Mit einer Grundfläche von 1,3 Hektar böte die städtische Fläche Platz für einen Verwaltungsbau mit städtischen Nebennutzungen, etwa in Form eines Kulturbürgerhauses mit Veranstaltungsräumen und Sitzungssaal für die Stadtteilpolitiker. Die zeigten sich dennoch nicht restlos begeistert. "Ein klares Nein" hielt Dauer beispielsweise Christa Knappik (SPD) entgegen, "wir brauchen die Flächen für soziale Einrichtungen". SPD-Kollege Winfried Schreyer empfiehlt der Behörde ebenfalls, sich nicht im Stadtgebiet zu "zerstückeln" und in Haar, Aschheim, oder Unterföhring umzusehen.

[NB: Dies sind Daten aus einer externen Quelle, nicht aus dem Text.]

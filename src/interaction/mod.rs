//! Player-facing behaviors: movement boundary, proximity, seats, popups

pub mod billboard;
pub mod boundary;
pub mod proximity;
pub mod seat;

pub use billboard::BillboardPopup;
pub use boundary::{BoundaryClamp, BoundaryConfig};
pub use proximity::{ProximityConfig, ProximitySensor};
pub use seat::{SeatInteraction, SeatLinks, SeatOccupancy, SeatState};
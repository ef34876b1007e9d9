//! Edge-triggered proximity detection between two entities

use std::any::Any;

use serde::{Deserialize, Serialize};

use crate::behavior::{Behavior, BehaviorContext, Signal};
use crate::scene::SceneNodeId;

#[derive(Clone, Debug, PartialEq, Serialize, Deserialize)]
#[serde(default)]
pub struct ProximityConfig {
    /// Threshold distance; at or below it the target counts as near.
    pub distance: f32,
}

impl Default for ProximityConfig {
    fn default() -> Self {
        Self { distance: 2.0 }
    }
}

/// Emits `proximityenter` / `proximityleave` on its own entity when the
/// target crosses the threshold. Nothing is emitted while the classification
/// stays the same.
pub struct ProximitySensor {
    config: ProximityConfig,
    target: Option<SceneNodeId>,
    is_near: bool,
}

impl ProximitySensor {
    pub fn new(config: ProximityConfig, target: Option<SceneNodeId>) -> Self {
        Self {
            config,
            target,
            is_near: false,
        }
    }

    pub fn is_near(&self) -> bool {
        self.is_near
    }

    pub fn target(&self) -> Option<SceneNodeId> {
        self.target
    }
}

impl Behavior for ProximitySensor {
    fn name(&self) -> &'static str {
        "proximity-sensor"
    }

    fn on_frame(&mut self, ctx: &mut BehaviorContext<'_>, _dt: f32) {
        let Some(target) = self.target else {
            return;
        };
        let scene = ctx.scene();
        let (Some(here), Some(there)) = (scene.world_position(ctx.entity()), scene.world_position(target)) else {
            return;
        };

        let near = here.distance(there) <= self.config.distance;
        if near != self.is_near {
            self.is_near = near;
            let signal = if near { Signal::ProximityEnter } else { Signal::ProximityLeave };
            log::debug!("Entity {:?}: {}", ctx.entity(), signal);
            ctx.emit(signal);
        }
    }

    fn as_any(&self) -> &dyn Any {
        self
    }

    fn as_any_mut(&mut self) -> &mut dyn Any {
        self
    }
}

#[cfg(test)]
mod tests {
    use super::*;
    use crate::behavior::{BehaviorRuntime, SignalRecorder};
    use crate::core::input::InputState;
    use crate::scene::{LocalTransform, NodeContent, SceneGraph};
    use glam::Vec3;

    struct Fixture {
        scene: SceneGraph,
        runtime: BehaviorRuntime,
        target: SceneNodeId,
        recorder: crate::behavior::SlotId,
    }

    impl Fixture {
        fn new(with_target: bool) -> Self {
            let mut scene = SceneGraph::new();
            let root = scene.root();
            let seat = scene.spawn(root, "seat", NodeContent::Group, LocalTransform::from_position(Vec3::new(0.0, 0.0, 3.0)));
            let target = scene.spawn(root, "rig", NodeContent::Group, LocalTransform::from_position(Vec3::new(0.0, 0.0, 10.0)));
            let mut runtime = BehaviorRuntime::new();
            let sensor_target = with_target.then_some(target);
            runtime.attach(&mut scene, seat, Box::new(ProximitySensor::new(ProximityConfig::default(), sensor_target)));
            let recorder = runtime.attach(&mut scene, seat, Box::new(SignalRecorder::new()));
            Self { scene, runtime, target, recorder }
        }

        fn step_to(&mut self, z: f32) {
            self.scene.set_position(self.target, Vec3::new(0.0, 0.0, z));
            self.runtime.tick(&mut self.scene, &InputState::new(), 0.016);
        }

        fn recorded(&self) -> &[Signal] {
            self.runtime.get::<SignalRecorder>(self.recorder).unwrap().signals()
        }
    }

    #[test]
    fn test_single_enter_and_leave() {
        let mut f = Fixture::new(true);
        f.step_to(10.0);
        f.step_to(6.0);
        assert!(f.recorded().is_empty());

        // Cross in and linger
        f.step_to(4.5);
        f.step_to(3.5);
        f.step_to(2.0);
        assert_eq!(f.recorded(), &[Signal::ProximityEnter]);

        // Cross out and linger
        f.step_to(6.0);
        f.step_to(9.0);
        assert_eq!(f.recorded(), &[Signal::ProximityEnter, Signal::ProximityLeave]);
    }

    #[test]
    fn test_threshold_is_inclusive() {
        let mut f = Fixture::new(true);
        f.step_to(5.0);
        assert_eq!(f.recorded(), &[Signal::ProximityEnter]);
    }

    #[test]
    fn test_uses_full_3d_distance() {
        let mut f = Fixture::new(true);
        f.scene.set_position(f.target, Vec3::new(0.0, 5.0, 3.0));
        f.runtime.tick(&mut f.scene, &InputState::new(), 0.016);
        assert!(f.recorded().is_empty());
    }

    #[test]
    fn test_no_target_skips_check() {
        let mut f = Fixture::new(false);
        f.step_to(3.0);
        f.step_to(20.0);
        assert!(f.recorded().is_empty());
    }

    #[test]
    fn test_removed_target_skips_check() {
        let mut f = Fixture::new(true);
        f.step_to(3.0);
        let target = f.target;
        f.scene.remove(target);
        f.runtime.tick(&mut f.scene, &InputState::new(), 0.016);
        assert_eq!(f.recorded(), &[Signal::ProximityEnter]);
    }
}
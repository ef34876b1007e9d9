//! Core type aliases and re-exports

pub use glam::{Mat3, Mat4, Quat, Vec2, Vec3};

/// Standard Result type for the crate
pub type Result<T> = std::result::Result<T, crate::core::error::Error>;
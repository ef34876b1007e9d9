//! Fire-and-forget delayed callbacks

use std::time::Duration;

use super::SlotId;

/// Handle returned when scheduling a timer.
#[derive(Clone, Copy, Debug, PartialEq, Eq, Hash)]
pub struct TimerId(pub u64);

#[derive(Clone, Copy, Debug)]
struct PendingTimer {
    id: TimerId,
    slot: SlotId,
    due: Duration,
}

/// Timers keyed to the behavior slot that scheduled them.
///
/// Time only moves when the runtime advances it with the frame delta.
#[derive(Debug, Default)]
pub struct TimerQueue {
    now: Duration,
    pending: Vec<PendingTimer>,
    next_id: u64,
}

impl TimerQueue {
    pub fn new() -> Self {
        Self::default()
    }

    /// Schedule a timer for `slot` that fires `delay` from now.
    pub fn schedule(&mut self, slot: SlotId, delay: Duration) -> TimerId {
        let id = TimerId(self.next_id);
        self.next_id += 1;
        self.pending.push(PendingTimer {
            id,
            slot,
            due: self.now + delay,
        });
        id
    }

    /// Advance the clock and pop every timer now due, earliest first.
    pub fn advance(&mut self, dt: Duration) -> Vec<(SlotId, TimerId)> {
        self.now += dt;
        let now = self.now;

        let mut due: Vec<PendingTimer> = Vec::new();
        self.pending.retain(|t| {
            if t.due <= now {
                due.push(*t);
                false
            } else {
                true
            }
        });
        due.sort_by_key(|t| (t.due, t.id.0));
        due.into_iter().map(|t| (t.slot, t.id)).collect()
    }

    /// Drop all timers owned by `slot`.
    pub fn cancel_slot(&mut self, slot: SlotId) {
        self.pending.retain(|t| t.slot != slot);
    }

    pub fn pending_count(&self) -> usize {
        self.pending.len()
    }
}

#[cfg(test)]
mod tests {
    use super::*;

    #[test]
    fn test_timer_fires_once_when_due() {
        let mut timers = TimerQueue::new();
        let id = timers.schedule(SlotId(1), Duration::from_millis(100));

        assert!(timers.advance(Duration::from_millis(60)).is_empty());
        assert_eq!(timers.advance(Duration::from_millis(60)), vec![(SlotId(1), id)]);
        assert!(timers.advance(Duration::from_millis(500)).is_empty());
        assert_eq!(timers.pending_count(), 0);
    }

    #[test]
    fn test_timers_fire_in_due_order() {
        let mut timers = TimerQueue::new();
        let late = timers.schedule(SlotId(1), Duration::from_millis(300));
        let early = timers.schedule(SlotId(2), Duration::from_millis(100));
        let fired = timers.advance(Duration::from_secs(1));
        assert_eq!(fired, vec![(SlotId(2), early), (SlotId(1), late)]);
    }

    #[test]
    fn test_cancel_slot() {
        let mut timers = TimerQueue::new();
        timers.schedule(SlotId(1), Duration::from_millis(10));
        timers.schedule(SlotId(2), Duration::from_millis(10));
        timers.cancel_slot(SlotId(1));
        let fired = timers.advance(Duration::from_millis(20));
        assert_eq!(fired.len(), 1);
        assert_eq!(fired[0].0, SlotId(2));
    }
}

Sebastian Weisenburger (Grüne) führte die Überlegung noch einen Schritt weiter und würde den Wegzug vom Mariahilfplatz als Chance sehen, dort ebenfalls städtischen Bedarf unterzubringen. Die Untergiesinger würden ihren Stadtteilvertretern jedenfalls "den Kopf abreißen", wenn am Candidplatz ein Verwaltungsstandort ohne Nutzen für den Stadtteil entstünde, so Weisenburger, der befürchtet, "der Landkreis könnte der Stadt ein Angebot machen, das sie nicht ablehnen kann".

Baumgärtner wirft SPD und Grünen hingegen stures, realitätsfernes Verharren auf verlorenem Posten vor. Schließlich habe die Stadt allen Vorstößen für Kindergärten, Schulen und dergleichen, stets die kalte Schulter gezeigt. Eine Kooperation mit dem Landratsamt biete dagegen erstmals seit Langem die Chance auf baldige Verbesserungen am Candidplatz und zugleich die Sicherung hochwertiger, nachhaltiger Arbeitsplätze, so Baumgärtner. Fürsprache fand die Idee auch außerhalb der CSU, etwa bei Christoph Schneider (FDP) oder Günther Görlich (Freie Wähler), der sich gegen "Denkverbote" aussprach und Dauer unverhohlen fragte, "wie viel Geld er denn mitbringen" wolle? Andere Lokalpolitiker entwickelten erst im Verlauf der Debatte eine gewisse Sympathie für die den Stadtrand überschreitende Kooperation. Hatte Brar Braren (Grüne) deren einzigen Charme eingangs noch darin ausgemacht, "dass wir den Candidplatz so endlich vom Tisch bekommen", so konnte er sich später doch Vorteile für die Untergiesinger vorstellen. Er wolle diesen "nichts überstülpen", betonte Dauer und machte zugleich bewusst, wie eng Stadt und Umland inzwischen verzahnt sind - zum Beispiel besuchen mehr Münchner Kinder Schulen im Landkreis als umgekehrt. Auf Baumgärtners Vorschlag hin wird sich der BA vor einer offiziellen Stellungnahme noch mal mit Vertretern des Planungsreferats zum internen Workshop treffen, um Nutzungsideen für die städtischen Flächen am Candidplatz zu diskutieren.